Notes From The Capital: January 2019

Fighting To Secure Back Pay for Low- and Mid- Level Federal Contract Workers

I’m glad that President Trump’s 35-day shutdown—the longest in U.S. history—is over. A shutdown isn’t good for anyone. That’s why, in December, Senate Republicans and Democrats came together on a reasonable deal that would’ve kept the government open. But the President rejected it.

This unnecessary and wasteful shutdown made pawns of hundreds of thousands of Americans. Among those hit the hardest are low- and mid- level federal contract workers, like janitors, cafeteria workers, and security guards. They aren’t getting back pay after this shutdown, and haven’t received back pay after previous ones. In Washington, I heard from Smithsonian janitors and security staff who are struggling to put food on the table, pay bills, and keep their homes. And federal contractors in Minnesota are facing similar problems. So I’ve introduced a bill to fix this. My bill would use an existing contracting process—know as an “equitable adjustment”—to make sure that contractors can provide back pay to workers, with full back pay to low-wage workers, and partial back pay to higher-income earners.
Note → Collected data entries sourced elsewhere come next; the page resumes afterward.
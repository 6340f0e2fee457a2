//! Rule-table document type classification

use crate::config::{ClassifierConfig, RuleConfig};
use docket_domain::DocumentType;
use regex::{Regex, RegexBuilder};

/// Outcome of a successful rule match
#[derive(Debug, Clone, PartialEq, Eq)]
pub struct RuleMatch {
    /// Label of the winning rule
    pub label: DocumentType,
    /// Position of the rule in the table
    pub rule_index: usize,
    /// Text that triggered the rule
    pub trigger: String,
}

#[derive(Debug, Clone)]
struct CompiledRule {
    label: DocumentType,
    triggers: Vec<Regex>,
}

/// Classifies document text against an ordered, immutable rule table
///
/// Rules are evaluated in table order and the first rule with any matching
/// trigger wins, so table position is the only tie-break between labels.
#[derive(Debug, Clone)]
pub struct DocumentTypeClassifier {
    rules: Vec<CompiledRule>,
}

impl DocumentTypeClassifier {
    /// Compile a rule table
    ///
    /// Fails on empty or reserved labels, rules without triggers, and
    /// patterns that are not valid regular expressions.
    pub fn from_config(config: &ClassifierConfig) -> Result<Self, String> {
        let rules = config
            .rules
            .iter()
            .enumerate()
            .map(|(idx, rule)| compile_rule(idx, rule))
            .collect::<Result<Vec<_>, _>>()?;

        Ok(Self { rules })
    }

    /// Classify text; `Unknown` when no rule matches
    pub fn classify(&self, text: &str) -> DocumentType {
        self.explain(text)
            .map(|m| m.label)
            .unwrap_or(DocumentType::Unknown)
    }

    /// The first matching rule and the text that triggered it
    pub fn explain(&self, text: &str) -> Option<RuleMatch> {
        self.rules.iter().enumerate().find_map(|(rule_index, rule)| {
            rule.triggers.iter().find_map(|trigger| {
                trigger.find(text).map(|m| RuleMatch {
                    label: rule.label,
                    rule_index,
                    trigger: m.as_str().to_string(),
                })
            })
        })
    }

    /// Labels in priority order
    pub fn labels(&self) -> impl Iterator<Item = DocumentType> + '_ {
        self.rules.iter().map(|r| r.label)
    }
}

impl Default for DocumentTypeClassifier {
    fn default() -> Self {
        Self::from_config(&ClassifierConfig::default()).expect("built-in rule table compiles")
    }
}

fn compile_rule(idx: usize, rule: &RuleConfig) -> Result<CompiledRule, String> {
    if rule.label.is_unknown() {
        return Err(format!("classifier rule {}: label Unknown is reserved", idx));
    }
    if rule.phrases.is_empty() && rule.patterns.is_empty() {
        return Err(format!(
            "classifier rule {} ({}): no phrases or patterns",
            idx, rule.label
        ));
    }

    let mut triggers = Vec::with_capacity(rule.phrases.len() + rule.patterns.len());
    for phrase in &rule.phrases {
        let source = phrase_pattern(phrase).ok_or_else(|| {
            format!("classifier rule {} ({}): empty phrase", idx, rule.label)
        })?;
        triggers.push(build(&source).map_err(|e| {
            format!("classifier rule {} ({}): phrase '{}': {}", idx, rule.label, phrase, e)
        })?);
    }
    for pattern in &rule.patterns {
        triggers.push(build(pattern).map_err(|e| {
            format!("classifier rule {} ({}): pattern '{}': {}", idx, rule.label, pattern, e)
        })?);
    }

    Ok(CompiledRule {
        label: rule.label,
        triggers,
    })
}

fn build(pattern: &str) -> Result<Regex, regex::Error> {
    RegexBuilder::new(pattern).case_insensitive(true).build()
}

/// Literal phrase to regex: word-bounded, any whitespace between words
fn phrase_pattern(phrase: &str) -> Option<String> {
    let words: Vec<String> = phrase.split_whitespace().map(regex::escape).collect();
    if words.is_empty() {
        return None;
    }

    let trimmed = phrase.trim();
    let is_word = |c: char| c.is_alphanumeric() || c == '_';
    let mut pattern = String::new();
    if trimmed.starts_with(is_word) {
        pattern.push_str(r"\b");
    }
    pattern.push_str(&words.join(r"\s+"));
    if trimmed.ends_with(is_word) {
        pattern.push_str(r"\b");
    }
    Some(pattern)
}

#[cfg(test)]
mod tests {
    use super::*;

    #[test]
    fn test_motion_outranks_complaint() {
        let classifier = DocumentTypeClassifier::default();
        let text = "DEFENDANT'S MOTION TO VACATE the default entered on the Complaint.";
        assert_eq!(classifier.classify(text), DocumentType::Motion);

        let explained = classifier.explain(text).unwrap();
        assert_eq!(explained.rule_index, 1);
        assert_eq!(explained.trigger.to_lowercase(), "motion to vacate");
    }

    #[test]
    fn test_order_on_a_motion_is_order() {
        let classifier = DocumentTypeClassifier::default();
        let text = "ORDER GRANTING DEFENDANT'S MOTION TO DISMISS\n\n\
                    IT IS HEREBY ORDERED AND ADJUDGED that the motion is granted.";
        assert_eq!(classifier.classify(text), DocumentType::Order);

        let caption_only = "FINAL JUDGMENT\n\nThis cause came before the Court on Plaintiff's motion.";
        assert_eq!(classifier.classify(caption_only), DocumentType::Order);
    }

    #[test]
    fn test_motion_requesting_an_order_stays_motion() {
        let classifier = DocumentTypeClassifier::default();
        let text = "MOTION FOR SUMMARY JUDGMENT\n\nPlaintiff asks the Court to enter an order granting \
                    final judgment in its favor.";
        assert_eq!(classifier.classify(text), DocumentType::Motion);
    }

    #[test]
    fn test_no_trigger_is_unknown() {
        let classifier = DocumentTypeClassifier::default();
        assert_eq!(
            classifier.classify("Grocery list: eggs, milk, bread."),
            DocumentType::Unknown
        );
        assert!(classifier.explain("").is_none());
    }

    #[test]
    fn test_phrase_spans_line_breaks() {
        let classifier = DocumentTypeClassifier::default();
        assert_eq!(
            classifier.classify("NOTICE\nOF   HEARING on the docket"),
            DocumentType::Notice
        );
    }

    #[test]
    fn test_phrases_respect_word_boundaries() {
        let classifier = DocumentTypeClassifier::default();
        // "promotional" contains "motion" but is not a motion
        assert_eq!(
            classifier.classify("A promotional flyer."),
            DocumentType::Unknown
        );
    }

    #[test]
    fn test_letter_pattern() {
        let classifier = DocumentTypeClassifier::default();
        assert_eq!(
            classifier.classify("Re: account\n\nDear Ms. Roe,\nPlease remit."),
            DocumentType::Letter
        );
    }

    #[test]
    fn test_table_order_is_the_tie_break() {
        let config = ClassifierConfig {
            rules: vec![
                RuleConfig {
                    label: DocumentType::Complaint,
                    phrases: vec!["complaint".into()],
                    patterns: vec![],
                },
                RuleConfig {
                    label: DocumentType::Motion,
                    phrases: vec!["motion".into()],
                    patterns: vec![],
                },
            ],
        };
        let classifier = DocumentTypeClassifier::from_config(&config).unwrap();
        let text = "Motion to dismiss the complaint";
        assert_eq!(classifier.classify(text), DocumentType::Complaint);
        assert_eq!(
            classifier.labels().collect::<Vec<_>>(),
            vec![DocumentType::Complaint, DocumentType::Motion]
        );
    }

    #[test]
    fn test_rule_without_triggers_rejected() {
        let config = ClassifierConfig {
            rules: vec![RuleConfig {
                label: DocumentType::Order,
                phrases: vec![],
                patterns: vec![],
            }],
        };
        assert!(DocumentTypeClassifier::from_config(&config).is_err());
    }

    #[test]
    fn test_blank_phrase_rejected() {
        let config = ClassifierConfig {
            rules: vec![RuleConfig {
                label: DocumentType::Order,
                phrases: vec!["   ".into()],
                patterns: vec![],
            }],
        };
        assert!(DocumentTypeClassifier::from_config(&config).is_err());
    }

    #[test]
    fn test_phrase_pattern_escapes_metacharacters() {
        assert_eq!(phrase_pattern("a.b  c").unwrap(), r"\ba\.b\s+c\b");
        assert_eq!(phrase_pattern("(see)").unwrap(), r"\(see\)");
    }
}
But the shutdown didn’t just hurt contract workers. Some Minnesota farmers couldn’t get their checks endorsed by the U.S. Department of Agriculture, and lapses in federal funding forced tribes to make hard decisions of how to continue medical services and childcare. At the Division of Indian Work in Minneapolis, I heard how the shutdown was putting stress on food shelves and food assistance programs, which thousands of Minnesotans use from time to time. I met air traffic controllers and TSA agents at Minneapolis-St. Paul Airport who were worried about making ends meet, adding unnecessary stress to already demanding jobs. During a visit to the University of Minnesota, I heard that the university was spending about half a million dollars a day as it struggled to make up the difference in federal funding, disrupting important research. And, of course, thousands of Minnesota federal employees and low- and mid-wage contractors went without pay.

Looking forward, I’m going to make a full-court press to get my bill signed into law. It already has nearly 40 Senate cosponsors and a House companion, and this is just the beginning. This is an important opportunity for Republicans and Democrats to work together to do something good. Fighting for fairness, justice, and the well-being of thousands of Americans should be bipartisan.